## WHAT YOU NEED TO DO
Each line below must be set down exactly as it stands.

--- DATA UNDER STUDY Enclosed Below ---

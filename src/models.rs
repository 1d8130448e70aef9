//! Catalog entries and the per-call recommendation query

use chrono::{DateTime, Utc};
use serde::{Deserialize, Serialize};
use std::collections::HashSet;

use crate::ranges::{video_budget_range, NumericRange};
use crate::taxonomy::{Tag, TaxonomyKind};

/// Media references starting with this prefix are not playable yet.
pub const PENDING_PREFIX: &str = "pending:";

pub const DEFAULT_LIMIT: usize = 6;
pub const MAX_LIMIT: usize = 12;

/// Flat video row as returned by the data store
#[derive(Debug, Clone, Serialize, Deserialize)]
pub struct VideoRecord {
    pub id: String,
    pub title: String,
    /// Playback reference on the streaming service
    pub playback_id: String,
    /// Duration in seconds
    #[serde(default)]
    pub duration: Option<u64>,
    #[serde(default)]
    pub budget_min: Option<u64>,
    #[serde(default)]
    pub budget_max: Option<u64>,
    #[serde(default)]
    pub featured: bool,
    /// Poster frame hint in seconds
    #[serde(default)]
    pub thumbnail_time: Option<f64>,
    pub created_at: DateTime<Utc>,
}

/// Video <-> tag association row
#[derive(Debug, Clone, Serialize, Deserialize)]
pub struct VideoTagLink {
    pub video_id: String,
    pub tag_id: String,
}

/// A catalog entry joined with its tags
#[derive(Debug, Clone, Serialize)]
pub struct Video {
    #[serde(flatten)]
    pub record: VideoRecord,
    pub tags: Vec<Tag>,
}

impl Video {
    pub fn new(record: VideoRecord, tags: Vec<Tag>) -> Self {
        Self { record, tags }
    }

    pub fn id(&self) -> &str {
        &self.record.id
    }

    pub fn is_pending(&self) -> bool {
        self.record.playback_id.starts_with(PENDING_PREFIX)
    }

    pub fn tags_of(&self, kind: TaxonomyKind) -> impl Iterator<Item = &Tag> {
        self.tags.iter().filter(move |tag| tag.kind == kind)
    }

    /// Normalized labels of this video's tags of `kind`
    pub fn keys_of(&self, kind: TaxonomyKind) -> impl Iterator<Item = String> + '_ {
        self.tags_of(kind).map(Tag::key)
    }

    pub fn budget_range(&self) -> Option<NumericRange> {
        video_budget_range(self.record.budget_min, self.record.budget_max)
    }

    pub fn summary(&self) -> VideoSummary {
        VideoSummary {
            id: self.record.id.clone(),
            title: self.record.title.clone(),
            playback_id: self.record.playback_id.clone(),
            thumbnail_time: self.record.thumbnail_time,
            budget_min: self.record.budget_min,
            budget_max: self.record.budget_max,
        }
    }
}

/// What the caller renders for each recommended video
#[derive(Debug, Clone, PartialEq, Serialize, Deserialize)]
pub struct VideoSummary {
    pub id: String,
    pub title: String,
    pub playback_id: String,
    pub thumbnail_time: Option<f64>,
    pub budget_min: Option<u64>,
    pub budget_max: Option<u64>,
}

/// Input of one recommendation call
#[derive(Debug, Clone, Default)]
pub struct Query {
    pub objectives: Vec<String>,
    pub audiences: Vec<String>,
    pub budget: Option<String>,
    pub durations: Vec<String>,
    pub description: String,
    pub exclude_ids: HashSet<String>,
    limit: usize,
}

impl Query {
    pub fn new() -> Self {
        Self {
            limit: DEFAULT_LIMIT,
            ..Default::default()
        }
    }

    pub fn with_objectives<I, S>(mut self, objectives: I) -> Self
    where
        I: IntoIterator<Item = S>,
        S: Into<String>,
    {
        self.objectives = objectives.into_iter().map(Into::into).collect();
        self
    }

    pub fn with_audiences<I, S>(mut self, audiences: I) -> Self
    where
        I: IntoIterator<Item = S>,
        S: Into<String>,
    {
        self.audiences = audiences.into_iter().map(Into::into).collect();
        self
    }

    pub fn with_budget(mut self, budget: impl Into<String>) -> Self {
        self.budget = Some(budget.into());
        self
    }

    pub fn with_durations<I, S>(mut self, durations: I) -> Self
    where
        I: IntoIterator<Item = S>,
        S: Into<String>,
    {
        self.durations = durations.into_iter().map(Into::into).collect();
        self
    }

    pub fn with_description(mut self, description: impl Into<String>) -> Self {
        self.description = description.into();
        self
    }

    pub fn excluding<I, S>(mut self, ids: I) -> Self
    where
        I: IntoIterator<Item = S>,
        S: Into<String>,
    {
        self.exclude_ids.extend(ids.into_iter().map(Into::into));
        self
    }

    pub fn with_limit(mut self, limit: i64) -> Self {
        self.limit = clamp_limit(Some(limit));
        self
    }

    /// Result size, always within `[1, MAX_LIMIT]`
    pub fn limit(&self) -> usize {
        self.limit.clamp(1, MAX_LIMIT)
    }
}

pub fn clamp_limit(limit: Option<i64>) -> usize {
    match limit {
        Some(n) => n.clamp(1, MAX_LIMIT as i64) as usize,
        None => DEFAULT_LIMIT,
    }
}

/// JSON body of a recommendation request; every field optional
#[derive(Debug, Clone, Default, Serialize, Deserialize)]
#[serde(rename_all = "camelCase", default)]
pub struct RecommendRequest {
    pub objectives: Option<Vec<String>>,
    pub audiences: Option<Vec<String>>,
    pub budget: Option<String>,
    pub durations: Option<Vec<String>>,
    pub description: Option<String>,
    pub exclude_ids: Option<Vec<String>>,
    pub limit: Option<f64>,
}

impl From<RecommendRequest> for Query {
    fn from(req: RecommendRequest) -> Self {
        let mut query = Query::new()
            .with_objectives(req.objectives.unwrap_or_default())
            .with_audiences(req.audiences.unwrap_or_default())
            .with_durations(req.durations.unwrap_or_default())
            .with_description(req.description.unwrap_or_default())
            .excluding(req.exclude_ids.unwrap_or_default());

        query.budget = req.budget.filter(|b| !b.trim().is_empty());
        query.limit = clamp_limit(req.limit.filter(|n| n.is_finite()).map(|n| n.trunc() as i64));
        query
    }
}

--- End of Enclosed DATA UNDER STUDY ---

## REPLY
filename src/models.rs
repository 1d8130448e70aef9
//! Catalog entries and the per-call recommendation query

use chrono::{DateTime, Utc};
use serde::{Deserialize, Serialize};
use std::collections::HashSet;

use crate::ranges::{video_budget_range, NumericRange};
use crate::taxonomy::{Tag, TaxonomyKind};

/// Media references starting with this prefix are not playable yet.
pub const PENDING_PREFIX: &str = "pending:";

pub const DEFAULT_LIMIT: usize = 6;
pub const MAX_LIMIT: usize = 12;

/// Flat video row as returned by the data store
#[derive(Debug, Clone, Serialize, Deserialize)]
pub struct VideoRecord {
    pub id: String,
    pub title: String,
    /// Playback reference on the streaming service
    pub playback_id: String,
    /// Duration in seconds
    #[serde(default)]
    pub duration: Option<u64>,
    #[serde(default)]
    pub budget_min: Option<u64>,
    #[serde(default)]
    pub budget_max: Option<u64>,
    #[serde(default)]
    pub featured: bool,
    /// Poster frame hint in seconds
    #[serde(default)]
    pub thumbnail_time: Option<f64>,
    pub created_at: DateTime<Utc>,
}

/// Video <-> tag association row
#[derive(Debug, Clone, Serialize, Deserialize)]
pub struct VideoTagLink {
    pub video_id: String,
    pub tag_id: String,
}

/// A catalog entry joined with its tags
#[derive(Debug, Clone, Serialize)]
pub struct Video {
    #[serde(flatten)]
    pub record: VideoRecord,
    pub tags: Vec<Tag>,
}

impl Video {
    pub fn new(record: VideoRecord, tags: Vec<Tag>) -> Self {
        Self { record, tags }
    }

    pub fn id(&self) -> &str {
        &self.record.id
    }

    pub fn is_pending(&self) -> bool {
        self.record.playback_id.starts_with(PENDING_PREFIX)
    }

    pub fn tags_of(&self, kind: TaxonomyKind) -> impl Iterator<Item = &Tag> {
        self.tags.iter().filter(move |tag| tag.kind == kind)
    }

    /// Normalized labels of this video's tags of `kind`
    pub fn keys_of(&self, kind: TaxonomyKind) -> impl Iterator<Item = String> + '_ {
        self.tags_of(kind).map(Tag::key)
    }

    pub fn budget_range(&self) -> Option<NumericRange> {
        video_budget_range(self.record.budget_min, self.record.budget_max)
    }

    pub fn summary(&self) -> VideoSummary {
        VideoSummary {
            id: self.record.id.clone(),
            title: self.record.title.clone(),
            playback_id: self.record.playback_id.clone(),
            thumbnail_time: self.record.thumbnail_time,
            budget_min: self.record.budget_min,
            budget_max: self.record.budget_max,
        }
    }
}

/// What the caller renders for each recommended video
#[derive(Debug, Clone, PartialEq, Serialize, Deserialize)]
pub struct VideoSummary {
    pub id: String,
    pub title: String,
    pub playback_id: String,
    pub thumbnail_time: Option<f64>,
    pub budget_min: Option<u64>,
    pub budget_max: Option<u64>,
}

/// Input of one recommendation call
#[derive(Debug, Clone, Default)]
pub struct Query {
    pub objectives: Vec<String>,
    pub audiences: Vec<String>,
    pub budget: Option<String>,
    pub durations: Vec<String>,
    pub description: String,
    pub exclude_ids: HashSet<String>,
    limit: usize,
}

impl Query {
    pub fn new() -> Self {
        Self {
            limit: DEFAULT_LIMIT,
            ..Default::default()
        }
    }

    pub fn with_objectives<I, S>(mut self, objectives: I) -> Self
    where
        I: IntoIterator<Item = S>,
        S: Into<String>,
    {
        self.objectives = objectives.into_iter().map(Into::into).collect();
        self
    }

    pub fn with_audiences<I, S>(mut self, audiences: I) -> Self
    where
        I: IntoIterator<Item = S>,
        S: Into<String>,
    {
        self.audiences = audiences.into_iter().map(Into::into).collect();
        self
    }

    pub fn with_budget(mut self, budget: impl Into<String>) -> Self {
        self.budget = Some(budget.into());
        self
    }

    pub fn with_durations<I, S>(mut self, durations: I) -> Self
    where
        I: IntoIterator<Item = S>,
        S: Into<String>,
    {
        self.durations = durations.into_iter().map(Into::into).collect();
        self
    }

    pub fn with_description(mut self, description: impl Into<String>) -> Self {
        self.description = description.into();
        self
    }

    pub fn excluding<I, S>(mut self, ids: I) -> Self
    where
        I: IntoIterator<Item = S>,
        S: Into<String>,
    {
        self.exclude_ids.extend(ids.into_iter().map(Into::into));
        self
    }

    pub fn with_limit(mut self, limit: i64) -> Self {
        self.limit = clamp_limit(Some(limit));
        self
    }

    /// Result size, always within `[1, MAX_LIMIT]`
    pub fn limit(&self) -> usize {
        self.limit.clamp(1, MAX_LIMIT)
    }
}

pub fn clamp_limit(limit: Option<i64>) -> usize {
    match limit {
        Some(n) => n.clamp(1, MAX_LIMIT as i64) as usize,
        None => DEFAULT_LIMIT,
    }
}

/// JSON body of a recommendation request; every field optional
#[derive(Debug, Clone, Default, Serialize, Deserialize)]
#[serde(rename_all = "camelCase", default)]
pub struct RecommendRequest {
    pub objectives: Option<Vec<String>>,
    pub audiences: Option<Vec<String>>,
    pub budget: Option<String>,
    pub durations: Option<Vec<String>>,
    pub description: Option<String>,
    pub exclude_ids: Option<Vec<String>>,
    pub limit: Option<f64>,
}

impl From<RecommendRequest> for Query {
    fn from(req: RecommendRequest) -> Self {
        let mut query = Query::new()
            .with_objectives(req.objectives.unwrap_or_default())
            .with_audiences(req.audiences.unwrap_or_default())
            .with_durations(req.durations.unwrap_or_default())
            .with_description(req.description.unwrap_or_default())
            .excluding(req.exclude_ids.unwrap_or_default());

        query.budget = req.budget.filter(|b| !b.trim().is_empty());
        query.limit = clamp_limit(req.limit.filter(|n| n.is_finite()).map(|n| n.trunc() as i64));
        query
    }
}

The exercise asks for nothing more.